Update, 2/17/22 1:22 pm Eastern: Twitter experienced some problems on the morning of February 17, 2022, but it was once again working properly early that afternoon.
Check Twitter’s Status Page
If you can’t access Twitter, you should first check the Twitter API Status page. If you see an “All Systems Operational” message at the top of the page, then the social media’s backend is working as normal.
If there are issues with “standard endpoints” or “standard statuses/update endpoints” then you may have problems viewing tweets, trends, and user profiles. Problems viewing images and videos would fall under the “media endpoints” section. You can scroll down the page to see any incidents that may be affecting the Twitter API.
You can also use a service like DownForEveryoneOrJustMe or Down.com to check whether “twitter.com” is down, which would affect your ability to use the web version of Twitter in a browser.
If Twitter is down (which happens occasionally) then there’s not a lot you can do. Sit tight and try again in a while when the problem has been fixed. If everything seems normal on Twitter’s end, the problem could be due to your connection or the software you’re using to access the service.
Try Accessing Twitter Using a Different Method
If you’re using a mobile or desktop app to access Twitter, it’s a good idea to try the web version to see if the problem is limited to app access. The same is true in reverse if the web version isn’t working, you may have better luck in an app instead.
There are free official Twitter apps for just about every major operating system including Windows, macOS, Android, and iOS. You’ll find these in official app stores like Google Play and the Mac App Store.
If it’s the web version that’s giving you trouble, trying a different browser can help. It’s always a good idea to have more than one web browser installed for moments like this. You can try restarting the problem browser, clearing caches, or opening a private (or incognito) window and accessing Twitter that way too.
Try a Different Connection Type
Sometimes, your internet connection is to blame for flakey performance. Normally a connection problem would affect service as a whole, but sometimes specific services are affected. To test this, use a different connection type to try accessing Twitter instead.

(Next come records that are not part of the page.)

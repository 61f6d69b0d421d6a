// SPDX-License-Identifier: BUSL-1.1
// Copyright (c) 2026 Alfred Jean LLC

//! Duplex transport contract.
//!
//! The core consumes a minimal interface: queue outbound records, receive
//! inbound bytes, observe closure. Simulator connections carry raw chunks
//! that the wire codec reframes. Device-mode connections are *preframed*:
//! the USB-mux Web Inspector service strips and applies the length prefix
//! itself, so each inbound message is one whole record.

pub mod socket;

use bytes::Bytes;
use tokio::sync::mpsc;
use tokio_util::sync::CancellationToken;

use crate::error::{Error, Result};
use crate::wire;

/// Write half of a connected transport. Cheap to clone.
#[derive(Clone)]
pub struct TransportTx {
    tx: mpsc::Sender<Bytes>,
    preframed: bool,
}

impl TransportTx {
    pub fn new(tx: mpsc::Sender<Bytes>, preframed: bool) -> Self {
        Self { tx, preframed }
    }

    pub fn is_preframed(&self) -> bool {
        self.preframed
    }

    /// Encode one record and queue it as a single atomic write.
    pub async fn send_record(&self, record: &plist::Value) -> Result<()> {
        let bytes = if self.preframed {
            Bytes::from(wire::encode_body(record)?)
        } else {
            wire::encode_record(record)?
        };
        self.tx
            .send(bytes)
            .await
            .map_err(|_| Error::Transport("connection closed".to_owned()))
    }
}

/// A connected duplex transport, handed to [`crate::session::Inspector`].
pub struct Transport {
    pub tx: TransportTx,
    /// Inbound chunks; whole records when `preframed`.
    pub inbound: mpsc::Receiver<Bytes>,
    /// Cancelled when the connection is torn down from either side.
    pub cancel: CancellationToken,
    pub preframed: bool,
}

impl Transport {
    /// Assemble a transport from raw channel halves. Used by the socket
    /// implementations and by in-memory test harnesses.
    pub fn from_parts(
        outbound: mpsc::Sender<Bytes>,
        inbound: mpsc::Receiver<Bytes>,
        cancel: CancellationToken,
        preframed: bool,
    ) -> Self {
        Self { tx: TransportTx::new(outbound, preframed), inbound, cancel, preframed }
    }
}

/// Render a frame as `offset  hex  ascii` lines for wire tracing.
pub fn hexdump(bytes: &[u8]) -> String {
    let mut out = String::new();
    for (row, chunk) in bytes.chunks(16).enumerate() {
        let hex: Vec<String> = chunk.iter().map(|b| format!("{b:02x}")).collect();
        let ascii: String = chunk
            .iter()
            .map(|&b| if (0x20..0x7f).contains(&b) { b as char } else { '.' })
            .collect();
        out.push_str(&format!("{:08x}  {:<47}  {ascii}\n", row * 16, hex.join(" ")));
    }
    out
}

For example, if you’re having trouble getting to Twitter on your laptop that’s connected via Wi-Fi, use a cellular connection on your smartphone instead. If you can isolate the problem to your local network connection, you should try restarting your network hardware (router and modem) to see if that solves the issue.
RELATED: Internet Connection Not Working? 10 Troubleshooting Tips
Restart Your Device and Update or Reinstall Twitter
Restarting your computer (or smartphone, or tablet) can fix a huge number of issues. Sometimes all you need to do is switch it off and on again for things to start working. If you’re having issues getting Twitter to work, especially in a web browser, try restarting your device first.
If the Twitter app is giving you problems, try updating it using your usual method (likely via your device’s storefront). If you’re already on the latest version of the app, uninstalling and reinstalling may be worth a shot since this should clear any temporary files that could be causing a problem.
RELATED: Why Does Rebooting a Computer Fix So Many Problems?
Consider Changing Your DNS Server
The Domain Name Service (DNS) points web addresses (like howtogeek.com) to IP addresses, and it’s an important part of how the web works. By default, you’ll be using your service provider’s DNS server, but sometimes problems can arise with DNS, and changing servers is always an option.